Jeff Goldblum: Right. Hey.. do you have, um.. “The Verdict”? I hear it’s very good.
Karl: Mmm.. “The Verdict”.. [ thinking ] who’s in that?
Jeff Goldblum: Paul Newman.
Karl: Yes. It’s right above your right hand, “The Verdict”, there you go. I don’t know if you’re gonna like it – it’s too preduicatable, you realzie halfway through he’s gonna win the case, no surprises.
Jeff Goldblum: Well, now I know how it ends.. so I guess I don’t have to rent it..
Karl: Alright, alright! I’m sorry. My fault! It’s your night. You’re the boss.
Jeff Goldblum: Yeah. Uh.. listen.. do you have, um.. do you have an adult section?
Karl: Sure! Pornos? Back corner! If you need any help, my name is Karl with a K. Give a yell.
Jeff Goldblum: [ comes forward to check out ]
Karl: [ notices Jeff staring at the celebrity photos onthe wall ] Okay.. oh, yeah.. yeah.. you see that?

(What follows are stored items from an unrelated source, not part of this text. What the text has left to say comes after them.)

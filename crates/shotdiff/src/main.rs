use std::process::ExitCode;

use futures_util::stream;
use shotdiff::backend::build_ocr_engine;
use shotdiff::cli::parse_cli;
use shotdiff::settings::resolve_settings;
use shotdiff::{BatchError, progress, run_batch, watch_interrupts};
use tokio_util::sync::CancellationToken;
use tracing_subscriber::EnvFilter;
use tracing_subscriber::layer::SubscriberExt;
use tracing_subscriber::util::SubscriberInitExt;

const LOG_ENV: &str = "SHOTDIFF_LOG";
/// Exit status after a second interrupt, as if SIGINT had not been caught.
const INTERRUPTED_EXIT: i32 = 130;

#[tokio::main(flavor = "multi_thread")]
async fn main() -> ExitCode {
    let (cli, sources) = parse_cli();
    init_tracing(cli.verbose);

    let settings = match resolve_settings(&cli, &sources) {
        Ok(settings) => settings,
        Err(err) => {
            eprintln!("configuration error: {err}");
            return ExitCode::from(2);
        }
    };

    let engine = match build_ocr_engine(&settings.tesseract) {
        Ok(engine) => engine,
        Err(err) => {
            return fail(BatchError::OcrUnavailable {
                filename: None,
                message: err.to_string(),
            });
        }
    };

    let cancel = CancellationToken::new();
    tokio::spawn({
        let cancel = cancel.clone();
        let interrupts = stream::unfold((), |()| async {
            tokio::signal::ctrl_c().await.ok().map(|()| ((), ()))
        });
        async move {
            if watch_interrupts(cancel, interrupts).await {
                eprintln!("interrupted again; exiting without waiting for running pairs");
                std::process::exit(INTERRUPTED_EXIT);
            }
        }
    });

    let bar = progress::pairs_bar(0);
    match run_batch(&settings, engine, cancel, bar.clone()).await {
        Ok(summary) => {
            bar.finish_and_clear();
            println!("{summary}");
            if let Some(dir) = settings.report.report_dir.as_ref() {
                println!("HTML report: {}", dir.join("index.html").display());
            }
            if let Some(path) = settings.report.json_output.as_ref() {
                println!("JSON results: {}", path.display());
            }
            ExitCode::SUCCESS
        }
        Err(err) => {
            bar.abandon();
            fail(err)
        }
    }
}

fn fail(err: BatchError) -> ExitCode {
    match &err {
        BatchError::OcrUnavailable {
            filename: Some(filename),
            ..
        } => eprintln!("error: {err} (first OCR call, on {filename})"),
        _ => eprintln!("error: {err}"),
    }
    ExitCode::FAILURE
}

fn init_tracing(verbose: bool) {
    let filter = if verbose {
        EnvFilter::new("debug")
    } else {
        EnvFilter::try_from_env(LOG_ENV).unwrap_or_else(|_| EnvFilter::new("warn"))
    };
    tracing_subscriber::registry()
        .with(filter)
        .with(tracing_subscriber::fmt::layer().with_writer(std::io::stderr))
        .init();
}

Lot of stars come in here, lot of stars all the time, in and out. I got all their credit card numbers – I don’t do anything with them. Okay.. “Children of a Lesser God”.. alright.. “Ladyhawke”.. Okay.. “On Golden Blonde”. [ suddenly recognizes Jeff ] Are.. you Jeff Goldblum? You’re Jeff Goldblum!
Jeff Goldblum: Yeah.
Karl: Oh, my God! This is a great! No way! You, sir, are great! I am a fan. This is so neat for me, oh my gosh!

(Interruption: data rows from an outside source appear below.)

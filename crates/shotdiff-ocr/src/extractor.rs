use std::sync::Arc;

use shotdiff_types::{TextBlock, TextExtraction};

use crate::{LumaPlane, OcrEngine, OcrError, OcrRequest};

pub const DEFAULT_LANGUAGE: &str = "eng";
pub const DEFAULT_MIN_CONFIDENCE: f32 = 0.0;

#[derive(Debug, Clone)]
pub struct ExtractorConfig {
    pub language: String,
    /// Blocks below this confidence (0-100) are dropped.
    pub min_confidence: f32,
}

impl Default for ExtractorConfig {
    fn default() -> Self {
        Self {
            language: DEFAULT_LANGUAGE.to_string(),
            min_confidence: DEFAULT_MIN_CONFIDENCE,
        }
    }
}

/// Runs OCR over a body region and converts the response into [`TextExtraction`].
#[derive(Clone)]
pub struct TextExtractor {
    engine: Arc<dyn OcrEngine>,
    config: ExtractorConfig,
}

impl TextExtractor {
    pub fn new(engine: Arc<dyn OcrEngine>, config: ExtractorConfig) -> Self {
        Self { engine, config }
    }

    pub fn engine(&self) -> &Arc<dyn OcrEngine> {
        &self.engine
    }

    pub fn config(&self) -> &ExtractorConfig {
        &self.config
    }

    /// Recognizes text in `region`, shifting block coordinates down by
    /// `offset_y` so they are expressed in full-image space.
    ///
    /// Engine failures are returned as-is; an empty extraction is only
    /// produced when the engine itself found nothing. Blocks the engine did
    /// not score count as confidence 0.
    pub async fn extract(
        &self,
        region: &LumaPlane<'_>,
        offset_y: u32,
    ) -> Result<TextExtraction, OcrError> {
        let request = OcrRequest::new(region.clone(), &self.config.language);
        let response = self.engine.recognize(&request).await?;
        let total = response.texts.len();

        let blocks: Vec<TextBlock> = response
            .texts
            .into_iter()
            .filter_map(|entry| {
                let text = entry.text.trim();
                if text.is_empty() {
                    return None;
                }
                let confidence = entry.confidence.unwrap_or(0.0).clamp(0.0, 100.0);
                if confidence < self.config.min_confidence {
                    return None;
                }
                Some(TextBlock::new(
                    text,
                    confidence,
                    entry.bounding_box.offset_y(offset_y),
                ))
            })
            .collect();

        tracing::debug!(
            engine = self.engine.name(),
            kept = blocks.len(),
            dropped = total - blocks.len(),
            "text extracted"
        );
        Ok(TextExtraction::new(blocks))
    }
}

#[cfg(test)]
mod tests {
    use super::*;
    use crate::{OcrResponse, OcrText};
    use shotdiff_types::BoundingBox;

    struct FixedEngine(Vec<OcrText>);

    #[async_trait::async_trait]
    impl OcrEngine for FixedEngine {
        fn name(&self) -> &'static str {
            "fixed"
        }

        async fn recognize(&self, request: &OcrRequest<'_>) -> Result<OcrResponse, OcrError> {
            assert_eq!(request.language(), "eng+jpn");
            Ok(OcrResponse::new(self.0.clone()))
        }
    }

    struct BrokenEngine;

    #[async_trait::async_trait]
    impl OcrEngine for BrokenEngine {
        fn name(&self) -> &'static str {
            "broken"
        }

        async fn recognize(&self, _: &OcrRequest<'_>) -> Result<OcrResponse, OcrError> {
            Err(OcrError::unavailable("broken", "gone"))
        }
    }

    fn word(text: &str, confidence: Option<f32>) -> OcrText {
        let entry = OcrText::new(BoundingBox::new(1, 2, 3, 4), text.to_string());
        match confidence {
            Some(value) => entry.with_confidence(value),
            None => entry,
        }
    }

    fn extractor(engine: impl OcrEngine + 'static, min_confidence: f32) -> TextExtractor {
        TextExtractor::new(
            Arc::new(engine),
            ExtractorConfig {
                language: "eng+jpn".into(),
                min_confidence,
            },
        )
    }

    #[tokio::test]
    async fn drops_low_confidence_and_blank_blocks() {
        let engine = FixedEngine(vec![
            word("Name", Some(88.0)),
            word("~", Some(12.0)),
            word("  ", Some(99.0)),
            word("Email", Some(64.0)),
        ]);
        let data = [255u8; 16];
        let plane = LumaPlane::packed(4, 4, &data).unwrap();
        let extraction = extractor(engine, 30.0).extract(&plane, 40).await.unwrap();
        let texts: Vec<&str> = extraction.blocks.iter().map(|b| b.text.as_str()).collect();
        assert_eq!(texts, vec!["Name", "Email"]);
        assert_eq!(extraction.blocks[0].bounding_box.y, 42);
        assert_eq!(extraction.blocks[1].confidence, 64.0);
    }

    #[tokio::test]
    async fn unscored_blocks_only_survive_an_open_filter() {
        let words = || FixedEngine(vec![word("Name", Some(88.0)), word("Email", None)]);
        let data = [255u8; 16];
        let plane = LumaPlane::packed(4, 4, &data).unwrap();

        let filtered = extractor(words(), 30.0).extract(&plane, 0).await.unwrap();
        let texts: Vec<&str> = filtered.blocks.iter().map(|b| b.text.as_str()).collect();
        assert_eq!(texts, vec!["Name"]);

        let open = extractor(words(), 0.0).extract(&plane, 0).await.unwrap();
        assert_eq!(open.blocks.len(), 2);
        assert_eq!(open.blocks[1].confidence, 0.0);
    }

    #[tokio::test]
    async fn engine_errors_are_not_swallowed() {
        let extractor = TextExtractor::new(Arc::new(BrokenEngine), ExtractorConfig::default());
        let data = [0u8; 4];
        let plane = LumaPlane::packed(2, 2, &data).unwrap();
        assert!(matches!(
            extractor.extract(&plane, 0).await,
            Err(OcrError::Unavailable { .. })
        ));
    }
}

Jeff Goldblum: [ worried about his porno rental ] Could you just throw that in the bag..?
Karl: You know, do you have a glossy or smething, that I could put on my wall?
Jeff Goldblum: Yeah.. fine.. but could you just go ahead and ring those right up..?

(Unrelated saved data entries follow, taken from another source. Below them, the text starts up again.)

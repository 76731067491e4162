use shotdiff_types::BoundingBox;

/// One recognized word or line, in plane coordinates.
#[derive(Debug, Clone)]
pub struct OcrText {
    pub bounding_box: BoundingBox,
    pub text: String,
    pub confidence: Option<f32>,
}

impl OcrText {
    pub fn new(bounding_box: BoundingBox, text: String) -> Self {
        Self {
            bounding_box,
            text,
            confidence: None,
        }
    }

    pub fn with_confidence(mut self, value: f32) -> Self {
        self.confidence = Some(value);
        self
    }
}

/// Collection of OCR results.
#[derive(Debug, Clone)]
pub struct OcrResponse {
    pub texts: Vec<OcrText>,
}

impl OcrResponse {
    pub fn new(texts: Vec<OcrText>) -> Self {
        Self { texts }
    }

    pub fn empty() -> Self {
        Self { texts: Vec::new() }
    }
}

Karl: Oh, wow.. You know, Bob Saget comes in here a lot – big porn freak. Yeah. He likes the girl-girl stuff. Nice guy. I got his home phone number – I’m not gonna do anything with it.
Mother: [ enters, drops videotapes on the counter ] Hey, listen, um.. you recommended these, and these are horrible! You’re not gonna charge me for them, are.. [ notices Jeff Goldblum, gets excited ] Oh! You’re Jeff Goldblum?! I cxan’t believe you’re here!
Karl: I can, I can.. Lot of stars come in here all the time. Shirley Hemphill was in here two days ago – rented “Car Wash”, loved it. Nice lady. I’ve got her address – I’m not gonna do anything with it.
Mother: [ looks through Jeff’s rentals ] So, what have you got here? Ooh, “Ladyhawke”, this is really good..
Karl: Oh, yeah, that’s not all..
Mother: [ holds up the porno, distraught ] Ohhhh.. this is disgusting!
Daughter: [ pointing ] Mom, is he a pervert?
Mother: Yes, he is. [ exits ]
Karl: Hey, listen, ignore her – she rented “Troop Beverly Hills” for three weeks. [ spins finger around his head ] Don’t listen to anything she says.
Jeff Goldblum: Well..
Karl: You were in.. “Into The Night”.
Yeah.
Karl: My 14th favorite movie.. 1985.. good set design, good costumes, good running time.. I am a fan. [ bows ]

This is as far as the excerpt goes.